The Years After
by Josephine de Chagny
Summary: A short account of some milestones in healing after the events that final night under the opera house.
1. Chapter 1

Six hours after being forced to make one of the most difficult decisions of her life, Christine clung to Raoul and wept. Every time she closed her eyes she relived the events in Erik's home on the lake. Every time she closed her eyes, she could feel his lips, bloated and wet, pressed against hers. She could feel his deformity against her hands even as she clung to the vicomte.

For weeks she couldn't sleep, plagued constantly by dreams too horrible for her to describe, but Raoul had a suspicion he knew their content.


	2. Chapter 2

Six months after Erik set her free, Christine married Raoul in a small, intimate ceremony attended only by the Girys and Raoul's sisters. Their honeymoon was spent in London, where Christine finally was able to stop looking over her shoulder for the ghost she knew had to be lurking just a few steps behind.


	3. Chapter 3

A year after being faced with the impossible decision of remaining with Erik in exchange for Raoul's life, or being granted her freedom at the cost of his life, Christine woke in tears from the same horrible nightmare that had plagued her since that night. Next to her, Raoul slept peacefully, his face the picture of childlike innocence it had been before that night. In the moonlight, she watched his chest rise and fall as she tried to slow her own breathing.

She stood and crossed the room, where she sat at her vanity and lit a candle. Her reflection showed a gaunt, haunted woman with constant bags under her icy blue eyes. Her hair hung limply around the pale, nearly translucent flesh of her skin. She felt more like a forty-year-old than a freshly twenty-two-year-old woman.
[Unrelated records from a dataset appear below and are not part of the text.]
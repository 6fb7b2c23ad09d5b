//! Document shapes stored in the external document store.
//!
//! The store itself is not owned by this system; these types only pin down
//! the shapes the access-control core and the two services depend on.
//! Serialization matches the snake_case field names used by the seeding
//! tools, so documents round-trip without adapters.

use chrono::{DateTime, NaiveDate, Utc};
use serde::{Deserialize, Serialize};
use serde_json::{Map, Value};

use crate::types::{Email, LeadCategory, ManagerRef, RecordStatus, StaffRole};

/// A staff member on the agent roster.
///
/// The store key is carried alongside, not inside, the document.
#[derive(Debug, Clone, Serialize, Deserialize)]
pub struct Agent {
    /// Human-facing code (e.g. "AGT-104"), distinct from the store key.
    pub agent_code: String,
    pub name: String,
    pub email: Email,
    pub role: StaffRole,
    /// Legacy manager reference: may be an agent store key, an agent code,
    /// or an admin store key. Resolved by the hierarchy probe chain.
    #[serde(default, skip_serializing_if = "Option::is_none")]
    pub manager_id: Option<String>,
    /// Tagged replacement for `manager_id` on records written going forward.
    #[serde(default, skip_serializing_if = "Option::is_none")]
    pub manager_ref: Option<ManagerRef>,
    #[serde(default, skip_serializing_if = "Option::is_none")]
    pub phone: Option<String>,
    #[serde(default, skip_serializing_if = "Option::is_none")]
    pub department: Option<String>,
    #[serde(default, skip_serializing_if = "Option::is_none")]
    pub joining_date: Option<NaiveDate>,
    #[serde(default)]
    pub status: RecordStatus,
    pub created_at: DateTime<Utc>,
    /// Explicit module grants overriding the role defaults.
    #[serde(default, skip_serializing_if = "Option::is_none")]
    pub modules: Option<Vec<String>>,
}

/// Legacy per-email admin document.
///
/// Maintained for backward compatibility; redundant with the consolidated
/// authorization registry.
#[derive(Debug, Clone, Serialize, Deserialize)]
pub struct AdminUserRecord {
    pub email: Email,
    #[serde(default, skip_serializing_if = "Option::is_none")]
    pub name: Option<String>,
    #[serde(default)]
    pub status: RecordStatus,
}

/// Working status of a lead, advanced by backoffice staff.
#[derive(Debug, Clone, Copy, PartialEq, Eq, Serialize, Deserialize, Default)]
#[serde(rename_all = "snake_case")]
pub enum LeadStatus {
    #[default]
    New,
    Contacted,
    Closed,
}

/// A visitor-submitted lead.
///
/// `data` is the free-form mapping of submitted form fields; the core never
/// interprets it beyond display and export.
#[derive(Debug, Clone, Serialize, Deserialize)]
pub struct Lead {
    pub category: LeadCategory,
    pub created_at: DateTime<Utc>,
    pub data: Map<String, Value>,
    #[serde(default)]
    pub status: LeadStatus,
    #[serde(default, skip_serializing_if = "Option::is_none")]
    pub note: Option<String>,
}

/// A branch office.
#[derive(Debug, Clone, Serialize, Deserialize)]
pub struct Branch {
    pub name: String,
    pub address: String,
    pub city: String,
    pub state: String,
    #[serde(default, skip_serializing_if = "Option::is_none")]
    pub phone: Option<String>,
    #[serde(default, skip_serializing_if = "Option::is_none")]
    pub map_link: Option<String>,
    #[serde(default)]
    pub status: RecordStatus,
    pub created_at: DateTime<Utc>,
}
//! LoanMitra backoffice library.
//!
//! The router is built here so the integration-tests crate can drive it
//! in-process with seeded stores and a dev identity provider.

#![cfg_attr(not(test), forbid(unsafe_code))]

pub mod config;
pub mod error;
pub mod middleware;
pub mod models;
pub mod routes;
pub mod state;

use axum::{Router, routing::get};
use tower_http::trace::TraceLayer;

pub use config::BackofficeConfig;
pub use state::AppState;

/// Build the full application router, sessions included.
pub fn app(state: AppState) -> Router {
    let session_layer = middleware::create_session_layer(state.config());

    Router::new()
        .route("/health", get(health))
        .merge(routes::routes())
        .layer(session_layer)
        .layer(TraceLayer::new_for_http())
        .with_state(state)
}

/// Liveness health check endpoint.
async fn health() -> &'static str {
    "ok"
}
//! LoanMitra public site library.
//!
//! The router is built here so the integration-tests crate can drive it
//! in-process; `main.rs` only wires configuration, the store and the
//! listener around it.

#![cfg_attr(not(test), forbid(unsafe_code))]

pub mod config;
pub mod error;
pub mod middleware;
pub mod routes;
pub mod state;

use axum::extract::State;
use axum::http::StatusCode;
use axum::{Router, routing::get};
use tower_http::trace::TraceLayer;

pub use config::SiteConfig;
pub use state::AppState;

/// Build the full application router.
pub fn app(state: AppState) -> Router {
    Router::new()
        .route("/health", get(health))
        .route("/health/ready", get(readiness))
        .merge(routes::routes())
        .layer(TraceLayer::new_for_http())
        .with_state(state)
}

/// Liveness health check endpoint.
///
/// Returns "ok" if the server is running. Does not check dependencies.
async fn health() -> &'static str {
    "ok"
}

/// Readiness health check endpoint.
///
/// Verifies store connectivity before returning OK.
async fn readiness(State(state): State<AppState>) -> StatusCode {
    match state.branches().list().await {
        Ok(_) => StatusCode::OK,
        Err(_) => StatusCode::SERVICE_UNAVAILABLE,
    }
}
She sat at the mirror and stared at herself until the candle nearly burnt itself out before she went back to bed and curled up next to her husband once more.


	4. Chapter 4

Two years after a nightmare had unfolded beneath the opera house, Christine was pregnant with Raoul's and her first child. She nearly forgot about the anniversary until Raoul found a single red rose on their doorstep. When he'd brought it inside and given it to Christine, her knees had given out and she collapsed to the floor in a fit of terrified sobbing.

It was that moment that had made up their minds for them. Three months later, they moved out to the country, far from Paris and the horrors of that night. Their only son, Charles, was born there a month later.


	5. Chapter 5

After five years, Christine only had nightmares involving Erik when particularly stressed. When she looked at herself in the mirror, she saw something closer to what she had been before everything had gone so horribly wrong. Her son brought out the best in her, and she even was beginning to find her voice again, much to Raoul's delight.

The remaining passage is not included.